--- DATA RECORDS Enclosed Below ---

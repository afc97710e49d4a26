use anyhow::{Context, Result};

use crate::codegen::DEFAULT_CODE_LENGTH;

/// Longest short code the service will generate.
const MAX_CODE_LENGTH: usize = 32;

#[derive(Debug, Clone)]
pub struct AppConfig {
    /// Host to bind the HTTP server to, e.g. "0.0.0.0"
    pub host: String,

    /// Port to listen on
    pub port: u16,

    /// Public base URL used when generating short links, e.g. "https://go.example.com"
    /// Must NOT have a trailing slash.
    pub base_url: String,

    /// Number of characters in each generated short code
    pub code_length: usize,
}

impl AppConfig {
    /// Load configuration from environment variables (populated by dotenvy before this is called).
    pub fn from_env() -> Result<Self> {
        Self::from_vars(|key| std::env::var(key).ok())
    }

    /// Build the configuration from an arbitrary variable lookup.
    pub fn from_vars(var: impl Fn(&str) -> Option<String>) -> Result<Self> {
        let port = var("PORT")
            .unwrap_or_else(|| "8080".into())
            .parse::<u16>()
            .context("PORT must be a valid port number (1–65535)")?;

        let base_url = var("BASE_URL")
            .unwrap_or_else(|| format!("http://localhost:{port}"))
            .trim_end_matches('/')
            .to_owned();

        let code_length = match var("SHORT_CODE_LENGTH") {
            Some(raw) => raw
                .parse::<usize>()
                .context("SHORT_CODE_LENGTH must be a positive integer")?,
            None => DEFAULT_CODE_LENGTH,
        };
        if code_length == 0 || code_length > MAX_CODE_LENGTH {
            anyhow::bail!("SHORT_CODE_LENGTH must be between 1 and {MAX_CODE_LENGTH}");
        }

        Ok(Self {
            host: var("HOST").unwrap_or_else(|| "0.0.0.0".into()),
            port,
            base_url,
            code_length,
        })
    }

    /// Address the listener binds to.
    pub fn bind_addr(&self) -> String {
        format!("{}:{}", self.host, self.port)
    }

    /// Fully-qualified link for a short code.
    pub fn short_url(&self, code: &str) -> String {
        format!("{}/{}", self.base_url, code)
    }
}
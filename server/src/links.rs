use crate::{
    codegen::CodeGenerator,
    error::ApiError,
    store::{LinkStore, StoreError},
};
use std::future::Future;

/// Check that `url` is non-empty and uses http or https. The URL is stored
/// exactly as given.
pub fn validate_url(url: &str) -> Result<&str, ApiError> {
    if url.is_empty() {
        return Err(ApiError::EmptyUrl);
    }
    if !url.starts_with("http://") && !url.starts_with("https://") {
        return Err(ApiError::UnsupportedScheme);
    }
    Ok(url)
}

/// Store `url` under a fresh short code and return the code.
///
/// `generate_unique` only promises the code was free when it looked. If a
/// concurrent request claims the same code before our insert, the store
/// rejects the insert and a new code is drawn, so an existing mapping is
/// never replaced.
pub async fn shorten(store: &LinkStore, codes: &CodeGenerator, url: &str) -> String {
    claim_code(store, url, || codes.generate_unique(store)).await
}

/// Insert loop behind [`shorten`]; `next_code` proposes each candidate.
async fn claim_code<F, Fut>(store: &LinkStore, url: &str, mut next_code: F) -> String
where
    F: FnMut() -> Fut,
    Fut: Future<Output = String>,
{
    loop {
        let code = next_code().await;
        match store.insert(code.clone(), url).await {
            Ok(()) => {
                tracing::info!(
                    "Created link {} -> {} ({} stored)",
                    code,
                    url,
                    store.len().await
                );
                return code;
            }
            Err(StoreError::CodeTaken(code)) => {
                tracing::warn!("Short code '{}' claimed concurrently, regenerating", code);
            }
        }
    }
}

/// Look up the long URL for `code`.
pub async fn resolve(store: &LinkStore, code: &str) -> Option<String> {
    store.get(code).await
}
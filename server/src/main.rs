use std::sync::Arc;

use axum::{
    routing::{get, post},
    Router,
};
use tower_http::trace::TraceLayer;
use tracing_subscriber::{layer::SubscriberExt, util::SubscriberInitExt};

mod codegen;
mod config;
mod error;
mod handlers;
mod links;
mod store;

use codegen::CodeGenerator;
use config::AppConfig;
use store::LinkStore;

// ── Shared application state ───────────────────────────────────────────────

/// Built once at startup and handed to every handler behind an `Arc`.
pub struct AppState {
    pub config: AppConfig,
    pub store: LinkStore,
    pub codes: CodeGenerator,
}

impl AppState {
    pub fn new(config: AppConfig) -> Self {
        let codes = CodeGenerator::new(config.code_length);
        Self {
            config,
            store: LinkStore::new(),
            codes,
        }
    }
}

// ── Router ─────────────────────────────────────────────────────────────────

pub fn router(state: Arc<AppState>) -> Router {
    Router::new()
        .route(
            "/shorten",
            post(handlers::shorten::shorten).fallback(handlers::shorten::method_not_allowed),
        )
        // HEAD would otherwise be served by the GET handler.
        .route(
            "/",
            get(handlers::redirect::missing_code)
                .head(handlers::redirect::method_not_allowed)
                .fallback(handlers::redirect::method_not_allowed),
        )
        // /shorten is matched before the capture; codegen never issues it.
        .route(
            "/:code",
            get(handlers::redirect::redirect)
                .head(handlers::redirect::method_not_allowed)
                .fallback(handlers::redirect::method_not_allowed),
        )
        .fallback(handlers::redirect::unmatched)
        .with_state(state)
        .layer(TraceLayer::new_for_http())
}

// ── Entry point ────────────────────────────────────────────────────────────

#[tokio::main]
async fn main() -> anyhow::Result<()> {
    // Load .env (ignore error if file is absent — env vars may already be set)
    dotenvy::dotenv().ok();

    // Initialise structured logging
    tracing_subscriber::registry()
        .with(
            tracing_subscriber::EnvFilter::try_from_default_env()
                .unwrap_or_else(|_| "snip=info,tower_http=info".into()),
        )
        .with(tracing_subscriber::fmt::layer())
        .init();

    let config = AppConfig::from_env()?;
    tracing::info!("Starting snip on {}", config.bind_addr());
    tracing::info!("Base URL: {}", config.base_url);

    let bind_addr = config.bind_addr();
    let state = Arc::new(AppState::new(config));
    tracing::info!(
        "Issuing {}-character short codes",
        state.codes.length()
    );

    let app = router(state);

    // ── Serve ──────────────────────────────────────────────────────────────
    let listener = tokio::net::TcpListener::bind(&bind_addr).await?;
    tracing::info!("Listening on http://{}", listener.local_addr()?);

    axum::serve(listener, app).await?;

    Ok(())
}
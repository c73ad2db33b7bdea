//! Query interface over one generation of upstream data.

use crate::abilities::Ability;
use crate::items::Item;
use crate::models::RawLearnset;
use crate::moves::Move;
use crate::natures::Nature;
use crate::species::Species;
use crate::types::TypeInfo;

/// Anything that can answer "what does this species learn".
///
/// Implemented by full generations and by mod dumps that only ship learnsets.
pub trait LearnsetSource {
    /// Raw learnset keyed by species id.
    fn learnset(&self, species_id: &str) -> Option<&RawLearnset>;
}

/// Read-only view of a generation's species, moves, abilities, items,
/// natures and types. Lookups accept display names or ids.
pub trait GenerationData: LearnsetSource {
    fn num(&self) -> u8;

    /// Species that exist in this generation, in dump order.
    fn species(&self) -> &[Species];
    fn get_species(&self, name: &str) -> Option<&Species>;

    fn moves(&self) -> &[Move];
    fn get_move(&self, name: &str) -> Option<&Move>;

    fn abilities(&self) -> &[Ability];
    fn get_ability(&self, name: &str) -> Option<&Ability>;

    fn items(&self) -> &[Item];
    fn get_item(&self, name: &str) -> Option<&Item>;

    fn natures(&self) -> &[Nature];

    /// Types that exist in this generation, `???` excluded.
    fn types(&self) -> &[TypeInfo];

    /// Damage multiplier of an `attacker` type move against a `defender` type.
    fn total_effectiveness(&self, attacker: &str, defender: &str) -> f64;
}
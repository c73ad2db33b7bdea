//! JSON document writer rooted at the output directory.

use std::fs;
use std::path::{Path, PathBuf};

use serde::Serialize;
use tracing::debug;

use crate::error::{Error, Result};

#[derive(Debug, Clone)]
pub struct JsonWriter {
    root: PathBuf,
    pretty: bool,
}

impl JsonWriter {
    pub fn new(root: impl Into<PathBuf>, pretty: bool) -> Self {
        JsonWriter {
            root: root.into(),
            pretty,
        }
    }

    pub fn root(&self) -> &Path {
        &self.root
    }

    /// Writer for a subdirectory, e.g. `gen8/`.
    pub fn nested(&self, dir: impl AsRef<Path>) -> Self {
        JsonWriter {
            root: self.root.join(dir),
            pretty: self.pretty,
        }
    }

    /// Serialize `value` to `<root>/<file>`, creating parent directories.
    pub fn write<T: Serialize + ?Sized>(&self, file: impl AsRef<Path>, value: &T) -> Result<()> {
        let path = self.root.join(file);
        let mut json = if self.pretty {
            serde_json::to_string_pretty(value)
        } else {
            serde_json::to_string(value)
        }
        .map_err(|source| Error::Serialize {
            path: path.clone(),
            source,
        })?;
        json.push('\n');

        if let Some(parent) = path.parent() {
            fs::create_dir_all(parent).map_err(|source| Error::Write {
                path: parent.to_path_buf(),
                source,
            })?;
        }
        fs::write(&path, json).map_err(|source| Error::Write { path, source })
    }
}

/// Remove everything inside `dir`, creating it when missing.
pub fn empty_dir(dir: &Path) -> Result<()> {
    if dir.exists() {
        debug!(dir = %dir.display(), "emptying output directory");
        fs::remove_dir_all(dir).map_err(|source| Error::Write {
            path: dir.to_path_buf(),
            source,
        })?;
    }
    fs::create_dir_all(dir).map_err(|source| Error::Write {
        path: dir.to_path_buf(),
        source,
    })
}

#[cfg(test)]
mod tests {
    use super::*;
    use serde_json::json;

    #[test]
    fn test_pretty_output_has_trailing_newline() {
        let dir = tempfile::tempdir().unwrap();
        let writer = JsonWriter::new(dir.path(), true).nested("gen1");
        writer.write("pokemon/bulbasaur.json", &json!({ "slug": "bulbasaur" })).unwrap();

        let written = fs::read_to_string(dir.path().join("gen1/pokemon/bulbasaur.json")).unwrap();
        assert_eq!(written, "{\n  \"slug\": \"bulbasaur\"\n}\n");
    }

    #[test]
    fn test_compact_output() {
        let dir = tempfile::tempdir().unwrap();
        let writer = JsonWriter::new(dir.path(), false);
        writer.write("a.json", &vec![1, 2]).unwrap();
        assert_eq!(fs::read_to_string(dir.path().join("a.json")).unwrap(), "[1,2]\n");
    }

    #[test]
    fn test_empty_dir() {
        let dir = tempfile::tempdir().unwrap();
        let out = dir.path().join("generated");
        fs::create_dir_all(out.join("gen1")).unwrap();
        fs::write(out.join("gen1/old.json"), "{}").unwrap();

        empty_dir(&out).unwrap();
        assert!(out.exists());
        assert_eq!(fs::read_dir(&out).unwrap().count(), 0);
    }
}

--- End of Enclosed DATA RECORDS ---

Go through the entries and return each line where the word "when" appears.

COMPLETED TASK —
    /// Public base URL used when generating short links, e.g. "https://go.example.com"
/// `generate_unique` only promises the code was free when it looked. If a
/// Remove everything inside `dir`, creating it when missing.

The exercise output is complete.